§ **TASK INSTRUCTIONS**
The expected output is every entry, repeated exactly.

────────

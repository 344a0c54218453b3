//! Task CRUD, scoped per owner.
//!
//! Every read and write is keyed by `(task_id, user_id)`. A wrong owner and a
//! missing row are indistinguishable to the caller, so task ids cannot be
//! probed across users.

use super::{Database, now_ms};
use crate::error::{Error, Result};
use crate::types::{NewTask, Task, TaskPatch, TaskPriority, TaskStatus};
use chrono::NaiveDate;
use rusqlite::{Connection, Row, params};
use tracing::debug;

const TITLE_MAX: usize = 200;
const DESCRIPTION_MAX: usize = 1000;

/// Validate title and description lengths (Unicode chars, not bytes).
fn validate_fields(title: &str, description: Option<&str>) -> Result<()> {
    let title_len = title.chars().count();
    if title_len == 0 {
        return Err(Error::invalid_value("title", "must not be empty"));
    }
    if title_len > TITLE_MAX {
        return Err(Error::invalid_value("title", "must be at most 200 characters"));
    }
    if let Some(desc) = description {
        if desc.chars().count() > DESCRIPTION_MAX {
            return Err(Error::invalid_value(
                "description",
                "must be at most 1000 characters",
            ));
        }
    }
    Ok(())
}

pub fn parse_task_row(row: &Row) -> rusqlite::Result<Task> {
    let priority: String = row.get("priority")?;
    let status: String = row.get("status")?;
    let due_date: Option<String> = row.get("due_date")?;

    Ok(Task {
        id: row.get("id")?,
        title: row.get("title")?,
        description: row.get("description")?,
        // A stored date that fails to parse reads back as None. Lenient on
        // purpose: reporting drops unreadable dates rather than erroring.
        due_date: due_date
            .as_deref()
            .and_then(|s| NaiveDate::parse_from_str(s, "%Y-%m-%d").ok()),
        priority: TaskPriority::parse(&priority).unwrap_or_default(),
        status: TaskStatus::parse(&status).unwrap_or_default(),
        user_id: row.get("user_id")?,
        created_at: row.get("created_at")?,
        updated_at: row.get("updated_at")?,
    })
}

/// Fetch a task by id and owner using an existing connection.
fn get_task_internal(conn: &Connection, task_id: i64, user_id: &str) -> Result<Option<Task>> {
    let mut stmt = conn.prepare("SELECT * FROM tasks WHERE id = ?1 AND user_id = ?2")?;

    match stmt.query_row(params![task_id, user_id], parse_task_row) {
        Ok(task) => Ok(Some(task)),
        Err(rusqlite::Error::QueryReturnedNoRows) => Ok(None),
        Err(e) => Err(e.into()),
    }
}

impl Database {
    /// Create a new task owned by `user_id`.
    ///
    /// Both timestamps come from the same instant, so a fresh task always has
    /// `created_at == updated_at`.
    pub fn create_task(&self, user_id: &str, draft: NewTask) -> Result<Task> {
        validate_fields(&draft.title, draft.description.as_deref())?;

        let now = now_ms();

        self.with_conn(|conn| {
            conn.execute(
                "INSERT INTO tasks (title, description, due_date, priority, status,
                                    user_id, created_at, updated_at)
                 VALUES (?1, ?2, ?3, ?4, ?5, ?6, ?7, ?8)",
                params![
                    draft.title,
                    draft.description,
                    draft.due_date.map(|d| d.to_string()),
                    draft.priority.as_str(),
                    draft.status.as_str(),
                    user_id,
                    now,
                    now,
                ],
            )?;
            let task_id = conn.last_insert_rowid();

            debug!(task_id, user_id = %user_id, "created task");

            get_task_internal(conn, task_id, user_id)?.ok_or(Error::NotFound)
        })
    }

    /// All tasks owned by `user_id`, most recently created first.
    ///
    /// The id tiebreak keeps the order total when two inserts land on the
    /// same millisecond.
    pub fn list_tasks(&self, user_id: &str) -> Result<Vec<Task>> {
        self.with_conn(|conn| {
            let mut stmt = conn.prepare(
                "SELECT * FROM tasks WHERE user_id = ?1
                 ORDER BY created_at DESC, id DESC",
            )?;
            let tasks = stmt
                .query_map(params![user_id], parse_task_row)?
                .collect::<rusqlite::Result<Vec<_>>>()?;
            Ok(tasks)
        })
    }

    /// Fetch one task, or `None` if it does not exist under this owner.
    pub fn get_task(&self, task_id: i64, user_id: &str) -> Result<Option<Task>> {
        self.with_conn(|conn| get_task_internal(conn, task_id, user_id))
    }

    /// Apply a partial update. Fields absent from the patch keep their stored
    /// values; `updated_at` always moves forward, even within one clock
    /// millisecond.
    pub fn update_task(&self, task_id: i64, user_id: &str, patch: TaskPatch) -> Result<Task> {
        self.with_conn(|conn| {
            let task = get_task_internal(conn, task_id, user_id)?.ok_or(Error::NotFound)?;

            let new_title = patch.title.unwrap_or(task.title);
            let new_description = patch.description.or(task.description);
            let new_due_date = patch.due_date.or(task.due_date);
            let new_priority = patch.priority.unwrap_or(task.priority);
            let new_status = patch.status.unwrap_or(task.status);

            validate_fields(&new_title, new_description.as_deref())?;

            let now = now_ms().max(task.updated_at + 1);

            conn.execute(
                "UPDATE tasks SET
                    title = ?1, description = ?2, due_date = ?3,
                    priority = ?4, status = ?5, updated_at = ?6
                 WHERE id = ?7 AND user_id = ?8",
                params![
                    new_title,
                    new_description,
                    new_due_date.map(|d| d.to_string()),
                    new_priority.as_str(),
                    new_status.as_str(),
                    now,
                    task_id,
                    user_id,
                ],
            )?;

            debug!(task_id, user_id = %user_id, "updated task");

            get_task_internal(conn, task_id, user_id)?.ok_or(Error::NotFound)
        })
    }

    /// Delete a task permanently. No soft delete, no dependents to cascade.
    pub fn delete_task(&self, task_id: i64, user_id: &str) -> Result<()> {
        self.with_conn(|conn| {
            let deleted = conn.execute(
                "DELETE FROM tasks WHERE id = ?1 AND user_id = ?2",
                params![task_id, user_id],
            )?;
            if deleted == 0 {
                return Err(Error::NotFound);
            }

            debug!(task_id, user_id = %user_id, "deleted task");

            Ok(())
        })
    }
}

────────

§ **TASK SOLUTION**
repository 344a0c54218453b3
//! Task CRUD, scoped per owner.
//!
//! Every read and write is keyed by `(task_id, user_id)`. A wrong owner and a
//! missing row are indistinguishable to the caller, so task ids cannot be
//! probed across users.

use super::{Database, now_ms};
use crate::error::{Error, Result};
use crate::types::{NewTask, Task, TaskPatch, TaskPriority, TaskStatus};
use chrono::NaiveDate;
use rusqlite::{Connection, Row, params};
use tracing::debug;

const TITLE_MAX: usize = 200;
const DESCRIPTION_MAX: usize = 1000;

/// Validate title and description lengths (Unicode chars, not bytes).
fn validate_fields(title: &str, description: Option<&str>) -> Result<()> {
    let title_len = title.chars().count();
    if title_len == 0 {
        return Err(Error::invalid_value("title", "must not be empty"));
    }
    if title_len > TITLE_MAX {
        return Err(Error::invalid_value("title", "must be at most 200 characters"));
    }
    if let Some(desc) = description {
        if desc.chars().count() > DESCRIPTION_MAX {
            return Err(Error::invalid_value(
                "description",
                "must be at most 1000 characters",
            ));
        }
    }
    Ok(())
}

pub fn parse_task_row(row: &Row) -> rusqlite::Result<Task> {
    let priority: String = row.get("priority")?;
    let status: String = row.get("status")?;
    let due_date: Option<String> = row.get("due_date")?;

    Ok(Task {
        id: row.get("id")?,
        title: row.get("title")?,
        description: row.get("description")?,
        // A stored date that fails to parse reads back as None. Lenient on
        // purpose: reporting drops unreadable dates rather than erroring.
        due_date: due_date
            .as_deref()
            .and_then(|s| NaiveDate::parse_from_str(s, "%Y-%m-%d").ok()),
        priority: TaskPriority::parse(&priority).unwrap_or_default(),
        status: TaskStatus::parse(&status).unwrap_or_default(),
        user_id: row.get("user_id")?,
        created_at: row.get("created_at")?,
        updated_at: row.get("updated_at")?,
    })
}

/// Fetch a task by id and owner using an existing connection.
fn get_task_internal(conn: &Connection, task_id: i64, user_id: &str) -> Result<Option<Task>> {
    let mut stmt = conn.prepare("SELECT * FROM tasks WHERE id = ?1 AND user_id = ?2")?;

    match stmt.query_row(params![task_id, user_id], parse_task_row) {
        Ok(task) => Ok(Some(task)),
        Err(rusqlite::Error::QueryReturnedNoRows) => Ok(None),
        Err(e) => Err(e.into()),
    }
}

impl Database {
    /// Create a new task owned by `user_id`.
    ///
    /// Both timestamps come from the same instant, so a fresh task always has
    /// `created_at == updated_at`.
    pub fn create_task(&self, user_id: &str, draft: NewTask) -> Result<Task> {
        validate_fields(&draft.title, draft.description.as_deref())?;

        let now = now_ms();

        self.with_conn(|conn| {
            conn.execute(
                "INSERT INTO tasks (title, description, due_date, priority, status,
                                    user_id, created_at, updated_at)
                 VALUES (?1, ?2, ?3, ?4, ?5, ?6, ?7, ?8)",
                params![
                    draft.title,
                    draft.description,
                    draft.due_date.map(|d| d.to_string()),
                    draft.priority.as_str(),
                    draft.status.as_str(),
                    user_id,
                    now,
                    now,
                ],
            )?;
            let task_id = conn.last_insert_rowid();

            debug!(task_id, user_id = %user_id, "created task");

            get_task_internal(conn, task_id, user_id)?.ok_or(Error::NotFound)
        })
    }

    /// All tasks owned by `user_id`, most recently created first.
    ///
    /// The id tiebreak keeps the order total when two inserts land on the
    /// same millisecond.
    pub fn list_tasks(&self, user_id: &str) -> Result<Vec<Task>> {
        self.with_conn(|conn| {
            let mut stmt = conn.prepare(
                "SELECT * FROM tasks WHERE user_id = ?1
                 ORDER BY created_at DESC, id DESC",
            )?;
            let tasks = stmt
                .query_map(params![user_id], parse_task_row)?
                .collect::<rusqlite::Result<Vec<_>>>()?;
            Ok(tasks)
        })
    }

    /// Fetch one task, or `None` if it does not exist under this owner.
    pub fn get_task(&self, task_id: i64, user_id: &str) -> Result<Option<Task>> {
        self.with_conn(|conn| get_task_internal(conn, task_id, user_id))
    }

    /// Apply a partial update. Fields absent from the patch keep their stored
    /// values; `updated_at` always moves forward, even within one clock
    /// millisecond.
    pub fn update_task(&self, task_id: i64, user_id: &str, patch: TaskPatch) -> Result<Task> {
        self.with_conn(|conn| {
            let task = get_task_internal(conn, task_id, user_id)?.ok_or(Error::NotFound)?;

            let new_title = patch.title.unwrap_or(task.title);
            let new_description = patch.description.or(task.description);
            let new_due_date = patch.due_date.or(task.due_date);
            let new_priority = patch.priority.unwrap_or(task.priority);
            let new_status = patch.status.unwrap_or(task.status);

            validate_fields(&new_title, new_description.as_deref())?;

            let now = now_ms().max(task.updated_at + 1);

            conn.execute(
                "UPDATE tasks SET
                    title = ?1, description = ?2, due_date = ?3,
                    priority = ?4, status = ?5, updated_at = ?6
                 WHERE id = ?7 AND user_id = ?8",
                params![
                    new_title,
                    new_description,
                    new_due_date.map(|d| d.to_string()),
                    new_priority.as_str(),
                    new_status.as_str(),
                    now,
                    task_id,
                    user_id,
                ],
            )?;

            debug!(task_id, user_id = %user_id, "updated task");

            get_task_internal(conn, task_id, user_id)?.ok_or(Error::NotFound)
        })
    }

    /// Delete a task permanently. No soft delete, no dependents to cascade.
    pub fn delete_task(&self, task_id: i64, user_id: &str) -> Result<()> {
        self.with_conn(|conn| {
            let deleted = conn.execute(
                "DELETE FROM tasks WHERE id = ?1 AND user_id = ?2",
                params![task_id, user_id],
            )?;
            if deleted == 0 {
                return Err(Error::NotFound);
            }

            debug!(task_id, user_id = %user_id, "deleted task");

            Ok(())
        })
    }
}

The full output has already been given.